Given records below:

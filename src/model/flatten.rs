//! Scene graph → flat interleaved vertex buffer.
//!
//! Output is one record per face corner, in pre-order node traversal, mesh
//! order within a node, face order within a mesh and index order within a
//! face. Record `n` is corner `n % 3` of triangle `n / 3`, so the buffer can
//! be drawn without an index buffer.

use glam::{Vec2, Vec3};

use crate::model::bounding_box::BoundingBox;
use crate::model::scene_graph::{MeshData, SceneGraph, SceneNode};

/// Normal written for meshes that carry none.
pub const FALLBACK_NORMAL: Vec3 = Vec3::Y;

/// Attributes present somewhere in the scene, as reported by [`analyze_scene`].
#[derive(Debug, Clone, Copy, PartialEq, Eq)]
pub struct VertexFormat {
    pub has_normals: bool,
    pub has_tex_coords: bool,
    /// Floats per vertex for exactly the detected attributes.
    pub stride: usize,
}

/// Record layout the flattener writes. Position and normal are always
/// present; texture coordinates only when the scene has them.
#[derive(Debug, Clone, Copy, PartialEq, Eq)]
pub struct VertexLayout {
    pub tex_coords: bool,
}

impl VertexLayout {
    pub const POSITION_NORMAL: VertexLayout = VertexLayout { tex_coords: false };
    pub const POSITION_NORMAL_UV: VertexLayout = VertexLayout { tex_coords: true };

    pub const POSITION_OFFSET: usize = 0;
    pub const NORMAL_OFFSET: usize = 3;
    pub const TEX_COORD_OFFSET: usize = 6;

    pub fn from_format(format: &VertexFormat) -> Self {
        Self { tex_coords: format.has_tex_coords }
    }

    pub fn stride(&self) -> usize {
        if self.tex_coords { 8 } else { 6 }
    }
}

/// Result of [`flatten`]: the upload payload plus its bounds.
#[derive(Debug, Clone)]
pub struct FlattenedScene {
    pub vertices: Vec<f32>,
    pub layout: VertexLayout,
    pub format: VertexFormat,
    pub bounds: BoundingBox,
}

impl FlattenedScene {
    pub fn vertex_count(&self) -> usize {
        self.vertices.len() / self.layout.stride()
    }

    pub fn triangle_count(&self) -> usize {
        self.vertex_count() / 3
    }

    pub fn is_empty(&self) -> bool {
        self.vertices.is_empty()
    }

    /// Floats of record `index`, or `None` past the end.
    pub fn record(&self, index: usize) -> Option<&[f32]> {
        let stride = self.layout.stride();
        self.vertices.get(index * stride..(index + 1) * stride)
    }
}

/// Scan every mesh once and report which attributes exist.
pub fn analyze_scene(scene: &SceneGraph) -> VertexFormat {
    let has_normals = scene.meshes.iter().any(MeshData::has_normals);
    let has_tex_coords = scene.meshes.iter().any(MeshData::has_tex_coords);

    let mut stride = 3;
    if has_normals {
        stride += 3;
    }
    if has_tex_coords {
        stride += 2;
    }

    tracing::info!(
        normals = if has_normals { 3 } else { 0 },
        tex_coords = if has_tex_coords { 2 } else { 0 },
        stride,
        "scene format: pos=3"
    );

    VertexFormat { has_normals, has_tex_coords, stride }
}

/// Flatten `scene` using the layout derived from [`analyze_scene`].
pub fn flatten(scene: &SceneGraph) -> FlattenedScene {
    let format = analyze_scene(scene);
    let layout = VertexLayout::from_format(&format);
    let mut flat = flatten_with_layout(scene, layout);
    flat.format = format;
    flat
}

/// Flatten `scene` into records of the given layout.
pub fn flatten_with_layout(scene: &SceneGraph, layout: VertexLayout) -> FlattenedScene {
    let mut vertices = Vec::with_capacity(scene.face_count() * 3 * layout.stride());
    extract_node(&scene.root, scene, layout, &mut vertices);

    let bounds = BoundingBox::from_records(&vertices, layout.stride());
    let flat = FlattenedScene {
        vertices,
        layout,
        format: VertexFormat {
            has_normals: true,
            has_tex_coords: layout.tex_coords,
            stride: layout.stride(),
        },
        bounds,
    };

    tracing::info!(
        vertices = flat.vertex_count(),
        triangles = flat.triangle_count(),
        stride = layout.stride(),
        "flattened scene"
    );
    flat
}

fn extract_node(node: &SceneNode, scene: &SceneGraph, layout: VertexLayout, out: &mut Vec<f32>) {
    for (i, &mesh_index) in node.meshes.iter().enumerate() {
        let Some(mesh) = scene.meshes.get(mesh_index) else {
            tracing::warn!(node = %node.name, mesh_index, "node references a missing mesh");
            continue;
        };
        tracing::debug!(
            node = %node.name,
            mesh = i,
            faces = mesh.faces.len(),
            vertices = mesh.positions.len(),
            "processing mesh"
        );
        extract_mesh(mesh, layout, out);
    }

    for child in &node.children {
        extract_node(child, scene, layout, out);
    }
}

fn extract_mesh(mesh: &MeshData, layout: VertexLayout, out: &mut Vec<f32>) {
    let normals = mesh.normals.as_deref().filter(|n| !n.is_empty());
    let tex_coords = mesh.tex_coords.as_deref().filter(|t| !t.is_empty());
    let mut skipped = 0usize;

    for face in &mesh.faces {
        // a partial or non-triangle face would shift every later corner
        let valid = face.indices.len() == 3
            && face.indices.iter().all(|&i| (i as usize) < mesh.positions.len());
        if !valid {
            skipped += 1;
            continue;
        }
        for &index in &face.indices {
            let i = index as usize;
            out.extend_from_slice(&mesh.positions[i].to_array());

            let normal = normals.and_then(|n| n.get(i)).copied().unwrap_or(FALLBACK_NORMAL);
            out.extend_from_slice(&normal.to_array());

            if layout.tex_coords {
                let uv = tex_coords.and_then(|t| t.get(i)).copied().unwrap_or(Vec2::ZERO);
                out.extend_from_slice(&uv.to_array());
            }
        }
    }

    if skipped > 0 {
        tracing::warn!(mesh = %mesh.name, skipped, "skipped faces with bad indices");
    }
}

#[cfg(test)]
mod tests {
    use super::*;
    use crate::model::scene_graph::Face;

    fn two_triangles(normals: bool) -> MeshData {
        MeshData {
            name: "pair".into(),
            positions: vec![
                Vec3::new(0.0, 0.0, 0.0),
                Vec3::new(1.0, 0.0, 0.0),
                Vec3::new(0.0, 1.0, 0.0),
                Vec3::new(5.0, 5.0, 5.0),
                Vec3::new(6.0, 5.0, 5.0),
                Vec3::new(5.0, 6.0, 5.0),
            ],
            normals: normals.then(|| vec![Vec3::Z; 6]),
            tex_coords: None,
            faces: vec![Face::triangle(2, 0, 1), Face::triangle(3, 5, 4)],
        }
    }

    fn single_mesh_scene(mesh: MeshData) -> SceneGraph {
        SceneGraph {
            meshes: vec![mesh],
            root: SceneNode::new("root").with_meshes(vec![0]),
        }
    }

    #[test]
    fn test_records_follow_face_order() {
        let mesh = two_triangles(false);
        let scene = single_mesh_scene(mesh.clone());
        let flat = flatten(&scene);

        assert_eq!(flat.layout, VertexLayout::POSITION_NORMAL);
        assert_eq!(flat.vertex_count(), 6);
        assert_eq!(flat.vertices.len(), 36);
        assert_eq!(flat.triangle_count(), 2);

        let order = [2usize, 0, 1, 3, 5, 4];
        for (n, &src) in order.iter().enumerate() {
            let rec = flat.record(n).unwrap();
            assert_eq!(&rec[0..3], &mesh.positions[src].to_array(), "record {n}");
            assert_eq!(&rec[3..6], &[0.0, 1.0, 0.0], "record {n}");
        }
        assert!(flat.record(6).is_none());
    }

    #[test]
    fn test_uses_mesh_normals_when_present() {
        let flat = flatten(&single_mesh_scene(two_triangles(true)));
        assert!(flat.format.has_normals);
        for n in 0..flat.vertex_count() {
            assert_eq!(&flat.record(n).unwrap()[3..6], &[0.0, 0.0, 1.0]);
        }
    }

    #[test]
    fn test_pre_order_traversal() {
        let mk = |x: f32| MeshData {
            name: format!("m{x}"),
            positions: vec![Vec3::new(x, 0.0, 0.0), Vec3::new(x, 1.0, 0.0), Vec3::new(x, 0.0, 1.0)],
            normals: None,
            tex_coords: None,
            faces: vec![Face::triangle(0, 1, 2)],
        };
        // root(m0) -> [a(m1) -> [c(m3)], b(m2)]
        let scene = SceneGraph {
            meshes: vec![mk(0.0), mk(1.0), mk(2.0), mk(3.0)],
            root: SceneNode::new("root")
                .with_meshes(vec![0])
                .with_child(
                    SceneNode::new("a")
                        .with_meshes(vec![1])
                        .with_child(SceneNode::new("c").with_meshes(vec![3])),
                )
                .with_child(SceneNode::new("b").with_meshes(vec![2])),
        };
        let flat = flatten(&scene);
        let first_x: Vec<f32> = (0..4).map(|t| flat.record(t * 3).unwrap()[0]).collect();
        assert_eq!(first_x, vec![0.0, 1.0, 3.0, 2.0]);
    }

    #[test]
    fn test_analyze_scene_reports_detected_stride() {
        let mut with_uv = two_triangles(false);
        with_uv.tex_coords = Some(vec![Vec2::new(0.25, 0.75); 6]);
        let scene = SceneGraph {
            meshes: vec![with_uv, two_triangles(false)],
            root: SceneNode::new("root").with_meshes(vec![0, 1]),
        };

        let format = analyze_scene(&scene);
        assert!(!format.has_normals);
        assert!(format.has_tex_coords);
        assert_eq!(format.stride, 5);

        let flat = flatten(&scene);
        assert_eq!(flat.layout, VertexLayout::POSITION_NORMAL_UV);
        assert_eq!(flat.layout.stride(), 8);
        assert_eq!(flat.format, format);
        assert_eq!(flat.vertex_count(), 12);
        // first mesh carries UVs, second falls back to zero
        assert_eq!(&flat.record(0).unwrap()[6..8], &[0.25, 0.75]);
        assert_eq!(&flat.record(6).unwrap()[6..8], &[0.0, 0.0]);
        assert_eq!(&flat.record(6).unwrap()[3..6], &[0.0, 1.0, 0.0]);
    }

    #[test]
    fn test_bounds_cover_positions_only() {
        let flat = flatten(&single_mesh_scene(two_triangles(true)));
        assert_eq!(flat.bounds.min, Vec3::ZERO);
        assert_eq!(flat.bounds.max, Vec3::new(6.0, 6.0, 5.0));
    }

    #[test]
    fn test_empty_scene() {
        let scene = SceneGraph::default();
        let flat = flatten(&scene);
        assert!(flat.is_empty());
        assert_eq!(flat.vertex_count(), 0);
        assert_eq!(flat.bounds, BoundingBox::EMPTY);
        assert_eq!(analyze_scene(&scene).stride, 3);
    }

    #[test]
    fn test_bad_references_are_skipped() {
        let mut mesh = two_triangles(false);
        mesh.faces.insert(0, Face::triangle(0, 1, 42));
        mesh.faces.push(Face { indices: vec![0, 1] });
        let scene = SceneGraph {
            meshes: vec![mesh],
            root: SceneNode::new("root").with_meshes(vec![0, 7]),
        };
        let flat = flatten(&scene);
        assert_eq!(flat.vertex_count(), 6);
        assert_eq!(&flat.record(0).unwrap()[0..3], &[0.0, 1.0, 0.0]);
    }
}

End of Given records.
Given records below:

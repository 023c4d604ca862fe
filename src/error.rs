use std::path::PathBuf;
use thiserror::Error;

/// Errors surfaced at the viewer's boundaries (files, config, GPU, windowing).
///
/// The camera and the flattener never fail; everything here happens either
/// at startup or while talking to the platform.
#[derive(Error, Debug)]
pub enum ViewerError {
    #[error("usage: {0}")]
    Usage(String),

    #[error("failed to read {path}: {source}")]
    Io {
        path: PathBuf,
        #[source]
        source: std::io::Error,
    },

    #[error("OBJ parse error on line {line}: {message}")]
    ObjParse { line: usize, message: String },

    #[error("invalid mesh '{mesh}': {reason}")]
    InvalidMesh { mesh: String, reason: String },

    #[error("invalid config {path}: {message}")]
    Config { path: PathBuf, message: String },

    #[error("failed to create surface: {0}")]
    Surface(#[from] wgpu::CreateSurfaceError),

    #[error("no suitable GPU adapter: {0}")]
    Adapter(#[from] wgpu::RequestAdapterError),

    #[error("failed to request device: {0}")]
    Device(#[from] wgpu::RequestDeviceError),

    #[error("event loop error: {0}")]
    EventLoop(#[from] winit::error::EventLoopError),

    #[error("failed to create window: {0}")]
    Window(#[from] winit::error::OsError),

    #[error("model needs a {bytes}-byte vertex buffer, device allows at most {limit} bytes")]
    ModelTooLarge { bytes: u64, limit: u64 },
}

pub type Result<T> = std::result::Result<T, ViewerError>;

End of Given records.
Given records below:

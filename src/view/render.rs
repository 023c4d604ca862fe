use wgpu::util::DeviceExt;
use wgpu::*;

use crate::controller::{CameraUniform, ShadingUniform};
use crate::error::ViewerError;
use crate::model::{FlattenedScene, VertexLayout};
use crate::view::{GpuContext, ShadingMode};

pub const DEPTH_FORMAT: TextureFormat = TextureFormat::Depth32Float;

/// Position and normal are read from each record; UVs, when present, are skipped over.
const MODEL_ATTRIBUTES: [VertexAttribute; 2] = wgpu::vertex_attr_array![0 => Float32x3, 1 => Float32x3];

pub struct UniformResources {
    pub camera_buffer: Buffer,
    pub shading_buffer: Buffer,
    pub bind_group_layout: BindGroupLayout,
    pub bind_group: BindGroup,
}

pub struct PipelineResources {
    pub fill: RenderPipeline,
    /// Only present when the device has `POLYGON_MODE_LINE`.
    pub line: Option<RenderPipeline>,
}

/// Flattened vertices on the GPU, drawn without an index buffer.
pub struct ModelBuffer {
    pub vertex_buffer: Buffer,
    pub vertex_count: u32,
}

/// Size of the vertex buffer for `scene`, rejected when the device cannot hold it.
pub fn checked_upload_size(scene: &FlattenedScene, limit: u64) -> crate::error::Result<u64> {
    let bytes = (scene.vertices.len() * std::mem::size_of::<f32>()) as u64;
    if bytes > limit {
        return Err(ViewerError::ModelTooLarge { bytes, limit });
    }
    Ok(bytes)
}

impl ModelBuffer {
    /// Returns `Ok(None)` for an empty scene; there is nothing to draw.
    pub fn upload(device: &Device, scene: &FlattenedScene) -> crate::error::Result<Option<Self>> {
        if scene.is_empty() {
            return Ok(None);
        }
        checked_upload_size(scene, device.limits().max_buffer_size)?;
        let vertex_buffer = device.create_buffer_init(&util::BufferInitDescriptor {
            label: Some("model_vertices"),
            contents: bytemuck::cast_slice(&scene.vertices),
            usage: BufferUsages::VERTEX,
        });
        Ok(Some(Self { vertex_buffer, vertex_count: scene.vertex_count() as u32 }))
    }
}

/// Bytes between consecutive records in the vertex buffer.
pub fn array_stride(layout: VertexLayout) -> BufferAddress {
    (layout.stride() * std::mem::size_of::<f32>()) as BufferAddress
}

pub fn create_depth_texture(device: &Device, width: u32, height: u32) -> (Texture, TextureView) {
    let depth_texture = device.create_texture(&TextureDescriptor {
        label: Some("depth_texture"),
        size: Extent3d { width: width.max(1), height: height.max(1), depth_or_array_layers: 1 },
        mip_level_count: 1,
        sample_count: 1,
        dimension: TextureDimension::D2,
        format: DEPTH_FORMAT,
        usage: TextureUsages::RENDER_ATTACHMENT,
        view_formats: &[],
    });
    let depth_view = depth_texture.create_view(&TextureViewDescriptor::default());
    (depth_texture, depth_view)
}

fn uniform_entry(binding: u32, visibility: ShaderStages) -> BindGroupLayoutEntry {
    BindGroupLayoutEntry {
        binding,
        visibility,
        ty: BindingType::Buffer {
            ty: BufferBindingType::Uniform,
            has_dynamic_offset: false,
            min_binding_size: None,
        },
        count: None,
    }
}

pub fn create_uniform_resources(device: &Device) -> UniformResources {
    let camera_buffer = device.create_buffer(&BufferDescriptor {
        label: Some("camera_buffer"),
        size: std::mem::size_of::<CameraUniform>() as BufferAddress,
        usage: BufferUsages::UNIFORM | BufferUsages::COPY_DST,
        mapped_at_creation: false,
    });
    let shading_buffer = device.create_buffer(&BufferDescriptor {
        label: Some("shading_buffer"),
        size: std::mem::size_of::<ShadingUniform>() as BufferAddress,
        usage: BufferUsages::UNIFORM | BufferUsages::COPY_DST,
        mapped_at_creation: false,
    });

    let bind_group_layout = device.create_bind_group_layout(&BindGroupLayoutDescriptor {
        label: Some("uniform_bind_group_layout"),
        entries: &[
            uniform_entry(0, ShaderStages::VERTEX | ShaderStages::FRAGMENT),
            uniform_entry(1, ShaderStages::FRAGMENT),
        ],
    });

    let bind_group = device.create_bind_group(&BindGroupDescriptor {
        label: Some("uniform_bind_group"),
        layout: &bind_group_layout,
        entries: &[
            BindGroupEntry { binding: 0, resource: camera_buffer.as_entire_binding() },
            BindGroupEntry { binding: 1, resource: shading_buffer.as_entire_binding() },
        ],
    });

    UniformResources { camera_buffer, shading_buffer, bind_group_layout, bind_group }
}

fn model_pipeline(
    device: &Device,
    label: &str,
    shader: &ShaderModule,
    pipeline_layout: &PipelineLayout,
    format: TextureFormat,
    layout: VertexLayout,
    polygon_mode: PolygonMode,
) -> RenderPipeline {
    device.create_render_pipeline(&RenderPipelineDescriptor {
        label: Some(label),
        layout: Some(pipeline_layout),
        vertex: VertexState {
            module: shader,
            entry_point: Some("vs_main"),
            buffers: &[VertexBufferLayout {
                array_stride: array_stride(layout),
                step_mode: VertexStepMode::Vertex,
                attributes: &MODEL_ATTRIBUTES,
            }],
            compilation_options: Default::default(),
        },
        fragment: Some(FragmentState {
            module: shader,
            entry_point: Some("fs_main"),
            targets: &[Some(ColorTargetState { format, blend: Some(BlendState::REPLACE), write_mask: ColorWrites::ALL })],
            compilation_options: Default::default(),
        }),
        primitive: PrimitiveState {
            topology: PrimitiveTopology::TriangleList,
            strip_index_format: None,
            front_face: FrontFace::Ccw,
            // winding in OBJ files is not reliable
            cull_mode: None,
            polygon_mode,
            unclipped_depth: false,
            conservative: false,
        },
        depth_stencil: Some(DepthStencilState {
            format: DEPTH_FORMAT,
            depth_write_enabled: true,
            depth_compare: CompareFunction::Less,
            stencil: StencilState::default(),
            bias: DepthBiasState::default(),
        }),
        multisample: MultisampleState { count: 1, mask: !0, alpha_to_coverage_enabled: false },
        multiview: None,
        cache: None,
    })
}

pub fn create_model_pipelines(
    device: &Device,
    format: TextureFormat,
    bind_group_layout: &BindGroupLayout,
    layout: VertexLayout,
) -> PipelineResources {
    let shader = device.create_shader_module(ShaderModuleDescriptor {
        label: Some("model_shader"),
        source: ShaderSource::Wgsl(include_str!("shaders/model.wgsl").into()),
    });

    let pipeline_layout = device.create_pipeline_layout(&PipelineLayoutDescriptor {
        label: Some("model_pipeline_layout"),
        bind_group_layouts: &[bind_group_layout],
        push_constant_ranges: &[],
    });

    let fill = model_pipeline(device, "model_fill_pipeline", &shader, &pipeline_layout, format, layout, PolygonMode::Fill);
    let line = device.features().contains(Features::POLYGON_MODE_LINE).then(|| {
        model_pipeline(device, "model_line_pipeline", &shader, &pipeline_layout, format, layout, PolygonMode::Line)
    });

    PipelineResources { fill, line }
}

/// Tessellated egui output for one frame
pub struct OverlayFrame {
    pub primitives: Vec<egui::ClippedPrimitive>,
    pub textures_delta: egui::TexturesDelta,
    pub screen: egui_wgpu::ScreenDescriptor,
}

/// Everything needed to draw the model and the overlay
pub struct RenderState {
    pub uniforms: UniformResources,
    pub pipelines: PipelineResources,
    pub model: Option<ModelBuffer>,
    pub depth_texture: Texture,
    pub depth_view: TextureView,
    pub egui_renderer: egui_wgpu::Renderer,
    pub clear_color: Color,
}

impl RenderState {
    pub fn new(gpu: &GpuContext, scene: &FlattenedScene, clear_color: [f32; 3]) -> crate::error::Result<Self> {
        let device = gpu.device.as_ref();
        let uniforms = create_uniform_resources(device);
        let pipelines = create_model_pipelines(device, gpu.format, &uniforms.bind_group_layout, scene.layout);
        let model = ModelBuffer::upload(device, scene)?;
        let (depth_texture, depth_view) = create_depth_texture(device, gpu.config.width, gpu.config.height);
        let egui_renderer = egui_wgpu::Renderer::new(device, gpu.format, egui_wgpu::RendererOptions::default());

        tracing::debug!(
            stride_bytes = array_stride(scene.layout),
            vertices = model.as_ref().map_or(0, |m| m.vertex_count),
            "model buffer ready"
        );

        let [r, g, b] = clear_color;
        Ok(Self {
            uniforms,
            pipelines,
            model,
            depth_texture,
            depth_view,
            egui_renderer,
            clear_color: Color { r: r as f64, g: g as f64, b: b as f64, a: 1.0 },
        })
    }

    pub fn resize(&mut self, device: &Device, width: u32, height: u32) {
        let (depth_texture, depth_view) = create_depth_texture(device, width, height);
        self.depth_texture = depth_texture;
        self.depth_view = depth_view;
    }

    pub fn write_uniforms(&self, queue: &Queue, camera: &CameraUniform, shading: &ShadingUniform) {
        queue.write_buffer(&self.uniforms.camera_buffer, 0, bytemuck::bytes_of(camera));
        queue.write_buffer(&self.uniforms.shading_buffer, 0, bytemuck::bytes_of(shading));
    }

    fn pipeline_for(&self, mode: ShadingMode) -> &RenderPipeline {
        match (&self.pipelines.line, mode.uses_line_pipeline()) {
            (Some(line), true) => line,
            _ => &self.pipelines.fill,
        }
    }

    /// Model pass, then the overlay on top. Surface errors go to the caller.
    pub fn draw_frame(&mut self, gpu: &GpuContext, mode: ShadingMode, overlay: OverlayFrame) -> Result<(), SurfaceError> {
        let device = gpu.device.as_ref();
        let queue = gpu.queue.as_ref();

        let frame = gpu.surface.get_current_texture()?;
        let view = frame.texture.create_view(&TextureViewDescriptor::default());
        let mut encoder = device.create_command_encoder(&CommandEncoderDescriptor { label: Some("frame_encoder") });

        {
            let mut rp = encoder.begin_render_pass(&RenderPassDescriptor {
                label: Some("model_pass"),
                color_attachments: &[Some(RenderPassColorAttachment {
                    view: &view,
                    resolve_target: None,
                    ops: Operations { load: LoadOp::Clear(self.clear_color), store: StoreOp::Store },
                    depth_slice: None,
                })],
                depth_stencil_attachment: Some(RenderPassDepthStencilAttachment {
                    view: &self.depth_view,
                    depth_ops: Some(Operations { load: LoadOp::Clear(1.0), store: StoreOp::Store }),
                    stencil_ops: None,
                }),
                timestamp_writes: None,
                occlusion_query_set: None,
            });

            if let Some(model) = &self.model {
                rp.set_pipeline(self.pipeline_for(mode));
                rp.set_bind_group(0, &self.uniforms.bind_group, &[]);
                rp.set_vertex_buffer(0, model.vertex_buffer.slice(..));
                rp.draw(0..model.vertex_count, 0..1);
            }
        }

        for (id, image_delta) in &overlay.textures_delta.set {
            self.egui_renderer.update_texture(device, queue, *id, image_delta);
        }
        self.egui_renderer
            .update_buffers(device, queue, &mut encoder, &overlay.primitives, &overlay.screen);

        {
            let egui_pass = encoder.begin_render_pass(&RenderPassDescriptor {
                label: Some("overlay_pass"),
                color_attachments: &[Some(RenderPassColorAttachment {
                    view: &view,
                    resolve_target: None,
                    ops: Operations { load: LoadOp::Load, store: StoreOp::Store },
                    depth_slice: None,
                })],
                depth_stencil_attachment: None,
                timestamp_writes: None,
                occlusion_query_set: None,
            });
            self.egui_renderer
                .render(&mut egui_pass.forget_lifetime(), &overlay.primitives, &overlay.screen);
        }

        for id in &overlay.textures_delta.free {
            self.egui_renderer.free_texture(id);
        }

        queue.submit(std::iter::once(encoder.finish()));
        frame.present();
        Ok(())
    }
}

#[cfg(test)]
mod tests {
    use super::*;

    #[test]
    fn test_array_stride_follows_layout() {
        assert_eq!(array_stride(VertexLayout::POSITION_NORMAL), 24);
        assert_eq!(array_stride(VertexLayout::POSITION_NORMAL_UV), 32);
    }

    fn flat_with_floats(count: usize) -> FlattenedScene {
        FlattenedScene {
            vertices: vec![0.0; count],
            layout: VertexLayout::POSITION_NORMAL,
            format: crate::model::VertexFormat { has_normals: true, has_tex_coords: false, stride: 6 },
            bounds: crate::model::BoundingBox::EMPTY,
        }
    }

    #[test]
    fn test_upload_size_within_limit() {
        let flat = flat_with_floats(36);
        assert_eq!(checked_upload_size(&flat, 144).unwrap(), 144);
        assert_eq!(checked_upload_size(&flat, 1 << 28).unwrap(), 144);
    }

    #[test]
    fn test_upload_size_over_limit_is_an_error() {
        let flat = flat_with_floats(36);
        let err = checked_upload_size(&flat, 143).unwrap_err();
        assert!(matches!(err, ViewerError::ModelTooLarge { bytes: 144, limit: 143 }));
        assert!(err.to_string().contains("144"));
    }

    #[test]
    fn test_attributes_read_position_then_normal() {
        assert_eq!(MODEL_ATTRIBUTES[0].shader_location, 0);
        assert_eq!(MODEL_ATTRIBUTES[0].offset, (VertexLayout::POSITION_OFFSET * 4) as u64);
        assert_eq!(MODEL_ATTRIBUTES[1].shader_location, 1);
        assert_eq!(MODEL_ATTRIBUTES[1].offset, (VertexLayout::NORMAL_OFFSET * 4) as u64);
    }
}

End of Given records.

▸ Description of the task
The string "util" may appear in the lines of the records above. State how many lines contain it, with no other words.

▸ Answer
2